Bonanza to Bonnet
(Bo*nan"za) n. [Sp., prop. calm., fair weather, prosperity, fr. L. bonus good.] In mining, a
rich mine or vein of silver or gold; hence, anything which is a mine of wealth or yields a large income.
[Colloq. U. S.]
(Bo`na*part"e*an) a. Of or pertaining to Napoleon Bonaparte or his family.
(Bo"na*part`ism) n. The policy of Bonaparte or of the Bonapartes.
(Bo"na*part`ist), n. One attached to the policy or family of Bonaparte, or of the Bonapartes.
(||Bo"na per`i*tu"ra) [L.] (Law) Perishable goods. Bouvier.
(||Bo"na ro"ba) [It., prop. "good stuff."] A showy wanton; a courtesan. Shak
(Bo*na"sus Bo*nas"sus) n. [L. bonasus, Gr. , .] (Zoöl.) The aurochs or European bison.
(||Bon"bon`) n. [F. bonbon, fr. bon bon very good, a superlative by reduplication, fr. bon
good.] Sugar confectionery; a sugarplum; hence, any dainty.
(Bonce) n. [Etymol. unknown.] A boy's game played with large marbles.
(||Bon`chré`tien") n. [F., good Christian.] A name given to several kinds of pears. See Bartlett.
(Bon"ci*late) n. [Empirical trade name.] A substance composed of ground bone, mineral
matters, etc., hardened by pressure, and used for making billiard balls, boxes, etc.

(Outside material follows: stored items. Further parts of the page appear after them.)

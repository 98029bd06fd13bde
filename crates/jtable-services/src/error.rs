//! Controller error taxonomy

use jtable_core::{DataSourceError, RowKey};
use std::sync::Arc;
use thiserror::Error;

use crate::config::TableMode;

/// Invalid table setup, detected when the controller is constructed
#[derive(Debug, Error)]
pub enum ConfigurationError {
    #[error("Table has no columns")]
    NoColumns,

    #[error("Column key must not be empty")]
    EmptyColumnKey,

    #[error("Duplicate column key: {0}")]
    DuplicateColumn(String),

    #[error("Invalid page size: {0}")]
    InvalidPageSize(usize),

    #[error("Identifier field must not be empty")]
    EmptyIdField,

    #[error("Unknown column '{key}' referenced by {context}")]
    UnknownColumn { key: String, context: &'static str },

    #[error("Default sort column '{0}' is not sortable")]
    NotSortable(String),

    #[error("Table configured for {configured:?} mode but given {supplied:?} data")]
    ModeMismatch {
        configured: TableMode,
        supplied: TableMode,
    },

    #[error("Row {row_index} has no value for column '{field}' and the column has no accessor")]
    MissingField { row_index: usize, field: String },

    #[error("Row {row_index} has no identifier in field '{id_field}'")]
    MissingId { row_index: usize, id_field: String },

    #[error("Duplicate row identifier: {0}")]
    DuplicateId(RowKey),

    #[error("Invalid configuration JSON: {0}")]
    Parse(#[from] serde_json::Error),
}

/// A server-mode resolution failed; the table keeps its previous rows
#[derive(Debug, Clone, Error)]
pub enum ResolutionError {
    #[error("Failed to load rows: {0}")]
    Fetch(#[source] Arc<DataSourceError>),

    #[error("Data source returned an invalid page: {0}")]
    InvalidResponse(String),
}

impl ResolutionError {
    pub fn fetch(error: DataSourceError) -> Self {
        Self::Fetch(Arc::new(error))
    }
}

/// A row mutation was refused or failed; the table itself stays usable
#[derive(Debug, Error)]
pub enum MutationError {
    /// The row failed column-level constraints and was never submitted
    #[error("Validation failed: {0}")]
    Validation(String),

    /// Another mutation on the same row is still in flight
    #[error("Row {0} already has a mutation in flight")]
    Conflict(RowKey),

    /// The data source call failed; optimistic changes were rolled back
    #[error("Mutation request failed: {0}")]
    Transport(#[source] DataSourceError),

    #[error("Row {0} not found")]
    NotFound(RowKey),
}

impl MutationError {
    pub(crate) fn validation(message: impl Into<String>) -> Self {
        Self::Validation(message.into())
    }
}

/// A resolution finished after a newer one was issued and was dropped
#[derive(Debug, Clone, Copy, PartialEq, Eq, Error)]
#[error("Resolution {version} superseded by {latest}")]
pub struct StaleResultDiscarded {
    pub version: u64,
    pub latest: u64,
}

(Bond) n. [The same word as band. Cf. Band, Bend.]
1. That which binds, ties, fastens, or confines, or by which anything is fastened or bound, as a cord,
chain, etc.; a band; a ligament; a shackle or a manacle.
Gnawing with my teeth my bonds in sunder,
I gained my freedom.
2. pl. The state of being bound; imprisonment; captivity, restraint. "This man doeth nothing worthy of
death or of bonds." Acts xxvi.
3. A binding force or influence; a cause of union; a uniting tie; as, the bonds of fellowship.
A people with whom I have no tie but the common bond of mankind.
4. Moral or political duty or obligation.
I love your majesty
According to my bond, nor more nor less.
5. (Law) A writing under seal, by which a person binds himself, his heirs, executors, and administrators,
to pay a certain sum on or before a future day appointed. This is a single bond. But usually a condition
is added, that, if the obligor shall do a certain act, appear at a certain place, conform to certain rules,
faithfully perform certain duties, or pay a certain sum of money, on or before a time specified, the obligation
shall be void; otherwise it shall remain in full force. If the condition is not performed, the bond becomes
forfeited, and the obligor and his heirs are liable to the payment of the whole sum. Bouvier. Wharton.
6. An instrument (of the nature of the ordinary legal bond) made by a government or a corporation for
purpose of borrowing money; as, a government, city, or railway bond.
7. The state of goods placed in a bonded warehouse till the duties are paid; as, merchandise in bond.